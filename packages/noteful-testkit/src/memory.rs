use std::{
	future,
	sync::{
		Mutex, MutexGuard,
		atomic::{AtomicBool, Ordering},
	},
};

use time::{Duration, OffsetDateTime};
use uuid::Uuid;

use noteful_storage::{
	BoxFuture, Error, Result, Store,
	models::{CascadeReport, Folder, NewNote, Note, NoteFilter, NotePatch, Tag},
};

/// In-process [`Store`] with the same ordering, uniqueness, search, and cascade rules as the
/// Postgres store.
#[derive(Default)]
pub struct MemoryStore {
	inner: Mutex<Inner>,
	unavailable: AtomicBool,
}

#[derive(Default)]
struct Inner {
	folders: Vec<Folder>,
	tags: Vec<Tag>,
	notes: Vec<Note>,
	next_seq: i64,
	last_tick: Option<OffsetDateTime>,
}
impl Inner {
	/// Strictly increasing timestamps at microsecond precision, like `timestamptz`.
	fn tick(&mut self) -> OffsetDateTime {
		let now = OffsetDateTime::now_utc();
		let now = now.replace_nanosecond(now.microsecond() * 1_000).unwrap_or(now);
		let next = match self.last_tick {
			Some(last) if now <= last => last + Duration::microseconds(1),
			_ => now,
		};

		self.last_tick = Some(next);

		next
	}
}

impl MemoryStore {
	pub fn new() -> Self {
		Self::default()
	}

	/// While set, every operation fails the way a lost database connection does.
	pub fn set_unavailable(&self, unavailable: bool) {
		self.unavailable.store(unavailable, Ordering::SeqCst);
	}

	pub fn folder_count(&self) -> usize {
		self.lock().folders.len()
	}

	pub fn tag_count(&self) -> usize {
		self.lock().tags.len()
	}

	pub fn note_count(&self) -> usize {
		self.lock().notes.len()
	}

	fn lock(&self) -> MutexGuard<'_, Inner> {
		self.inner.lock().unwrap_or_else(|err| err.into_inner())
	}

	fn run<T, F>(&self, op: F) -> BoxFuture<'_, Result<T>>
	where
		T: Send + 'static,
		F: FnOnce(&mut Inner) -> Result<T>,
	{
		let result = if self.unavailable.load(Ordering::SeqCst) {
			Err(Error::Sqlx(sqlx::Error::PoolClosed))
		} else {
			op(&mut *self.lock())
		};

		Box::pin(future::ready(result))
	}
}

impl Store for MemoryStore {
	fn list_folders(&self) -> BoxFuture<'_, Result<Vec<Folder>>> {
		self.run(|inner| {
			let mut folders = inner.folders.clone();

			folders.sort_by(|a, b| a.name.cmp(&b.name));

			Ok(folders)
		})
	}

	fn find_folder(&self, id: Uuid) -> BoxFuture<'_, Result<Option<Folder>>> {
		self.run(move |inner| Ok(inner.folders.iter().find(|folder| folder.id == id).cloned()))
	}

	fn insert_folder<'a>(&'a self, name: &'a str) -> BoxFuture<'a, Result<Folder>> {
		self.run(move |inner| {
			encodable([name])?;

			if inner.folders.iter().any(|folder| folder.name == name) {
				return Err(Error::Conflict("Folder name already exists.".to_string()));
			}

			let now = inner.tick();
			let folder = Folder {
				id: Uuid::new_v4(),
				name: name.to_string(),
				created_at: now,
				updated_at: now,
			};

			inner.folders.push(folder.clone());

			Ok(folder)
		})
	}

	fn rename_folder<'a>(
		&'a self,
		id: Uuid,
		name: &'a str,
	) -> BoxFuture<'a, Result<Option<Folder>>> {
		self.run(move |inner| {
			encodable([name])?;

			let Some(index) = inner.folders.iter().position(|folder| folder.id == id) else {
				return Ok(None);
			};

			if inner.folders.iter().any(|folder| folder.id != id && folder.name == name) {
				return Err(Error::Conflict("Folder name already exists.".to_string()));
			}

			let now = inner.tick();
			let folder = &mut inner.folders[index];

			folder.name = name.to_string();
			folder.updated_at = now;

			Ok(Some(folder.clone()))
		})
	}

	fn delete_folder(&self, id: Uuid) -> BoxFuture<'_, Result<CascadeReport>> {
		self.run(move |inner| {
			let now = inner.tick();
			let mut notes_updated = 0;

			for note in inner.notes.iter_mut().filter(|note| note.folder_id == Some(id)) {
				note.folder_id = None;
				note.updated_at = now;
				notes_updated += 1;
			}

			let before = inner.folders.len();

			inner.folders.retain(|folder| folder.id != id);

			Ok(CascadeReport { removed: inner.folders.len() < before, notes_updated })
		})
	}

	fn list_tags(&self) -> BoxFuture<'_, Result<Vec<Tag>>> {
		self.run(|inner| {
			let mut tags = inner.tags.clone();

			tags.sort_by(|a, b| a.name.cmp(&b.name));

			Ok(tags)
		})
	}

	fn find_tag(&self, id: Uuid) -> BoxFuture<'_, Result<Option<Tag>>> {
		self.run(move |inner| Ok(inner.tags.iter().find(|tag| tag.id == id).cloned()))
	}

	fn find_tags<'a>(&'a self, ids: &'a [Uuid]) -> BoxFuture<'a, Result<Vec<Tag>>> {
		self.run(move |inner| {
			Ok(inner.tags.iter().filter(|tag| ids.contains(&tag.id)).cloned().collect())
		})
	}

	fn insert_tag<'a>(&'a self, name: &'a str) -> BoxFuture<'a, Result<Tag>> {
		self.run(move |inner| {
			encodable([name])?;

			if inner.tags.iter().any(|tag| tag.name == name) {
				return Err(Error::Conflict("Tag name already exists.".to_string()));
			}

			let now = inner.tick();
			let tag = Tag {
				id: Uuid::new_v4(),
				name: name.to_string(),
				created_at: now,
				updated_at: now,
			};

			inner.tags.push(tag.clone());

			Ok(tag)
		})
	}

	fn rename_tag<'a>(&'a self, id: Uuid, name: &'a str) -> BoxFuture<'a, Result<Option<Tag>>> {
		self.run(move |inner| {
			encodable([name])?;

			let Some(index) = inner.tags.iter().position(|tag| tag.id == id) else {
				return Ok(None);
			};

			if inner.tags.iter().any(|tag| tag.id != id && tag.name == name) {
				return Err(Error::Conflict("Tag name already exists.".to_string()));
			}

			let now = inner.tick();
			let tag = &mut inner.tags[index];

			tag.name = name.to_string();
			tag.updated_at = now;

			Ok(Some(tag.clone()))
		})
	}

	fn delete_tag(&self, id: Uuid) -> BoxFuture<'_, Result<CascadeReport>> {
		self.run(move |inner| {
			let now = inner.tick();
			let mut notes_updated = 0;

			for note in inner.notes.iter_mut().filter(|note| note.tags.contains(&id)) {
				note.tags.retain(|tag_id| *tag_id != id);
				note.updated_at = now;
				notes_updated += 1;
			}

			let before = inner.tags.len();

			inner.tags.retain(|tag| tag.id != id);

			Ok(CascadeReport { removed: inner.tags.len() < before, notes_updated })
		})
	}

	fn list_notes<'a>(&'a self, filter: &'a NoteFilter) -> BoxFuture<'a, Result<Vec<Note>>> {
		self.run(move |inner| {
			encodable(filter.search_term.as_deref())?;

			let term = filter.search_term.as_deref().map(str::to_lowercase);
			let mut notes = inner
				.notes
				.iter()
				.filter(|note| match term.as_deref() {
					Some(term) =>
						note.title.to_lowercase().contains(term)
							|| note
								.content
								.as_deref()
								.map(|content| content.to_lowercase().contains(term))
								.unwrap_or(false),
					None => true,
				})
				.filter(|note| filter.folder_id.is_none_or(|id| note.folder_id == Some(id)))
				.filter(|note| filter.tag_id.is_none_or(|id| note.tags.contains(&id)))
				.cloned()
				.collect::<Vec<_>>();

			notes.sort_by_key(|note| (note.created_at, note.seq));

			Ok(notes)
		})
	}

	fn find_note(&self, id: Uuid) -> BoxFuture<'_, Result<Option<Note>>> {
		self.run(move |inner| Ok(inner.notes.iter().find(|note| note.id == id).cloned()))
	}

	fn insert_note<'a>(&'a self, note: &'a NewNote) -> BoxFuture<'a, Result<Note>> {
		self.run(move |inner| {
			encodable(Some(note.title.as_str()).into_iter().chain(note.content.as_deref()))?;

			let now = inner.tick();

			inner.next_seq += 1;

			let note = Note {
				id: Uuid::new_v4(),
				seq: inner.next_seq,
				title: note.title.clone(),
				content: note.content.clone(),
				folder_id: note.folder_id,
				tags: note.tags.clone(),
				created_at: now,
				updated_at: now,
			};

			inner.notes.push(note.clone());

			Ok(note)
		})
	}

	fn update_note<'a>(
		&'a self,
		id: Uuid,
		patch: &'a NotePatch,
	) -> BoxFuture<'a, Result<Option<Note>>> {
		self.run(move |inner| {
			let content = patch.content.iter().flatten().map(String::as_str);

			encodable(patch.title.as_deref().into_iter().chain(content))?;

			let Some(index) = inner.notes.iter().position(|note| note.id == id) else {
				return Ok(None);
			};
			let now = inner.tick();
			let note = &mut inner.notes[index];

			if let Some(title) = patch.title.as_ref() {
				note.title = title.clone();
			}
			if let Some(content) = patch.content.as_ref() {
				note.content = content.clone();
			}
			if let Some(folder_id) = patch.folder_id {
				note.folder_id = folder_id;
			}

			note.updated_at = now;

			Ok(Some(note.clone()))
		})
	}

	fn delete_note(&self, id: Uuid) -> BoxFuture<'_, Result<bool>> {
		self.run(move |inner| {
			let before = inner.notes.len();

			inner.notes.retain(|note| note.id != id);

			Ok(inner.notes.len() < before)
		})
	}
}

/// Fails like the Postgres `text` encoder does on an embedded NUL character.
fn encodable<'a>(texts: impl IntoIterator<Item = &'a str>) -> Result<()> {
	if texts.into_iter().any(|text| text.contains('\0')) {
		return Err(Error::Sqlx(sqlx::Error::Protocol(
			"invalid byte sequence for encoding \"UTF8\": 0x00".to_string(),
		)));
	}

	Ok(())
}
● ● ● ● ●
## What is being asked
Look through the records and copy down every line that holds "NewNote".

## Answer to this problem
	models::{CascadeReport, Folder, NewNote, Note, NoteFilter, NotePatch, Tag},
	fn insert_note<'a>(&'a self, note: &'a NewNote) -> BoxFuture<'a, Result<Note>> {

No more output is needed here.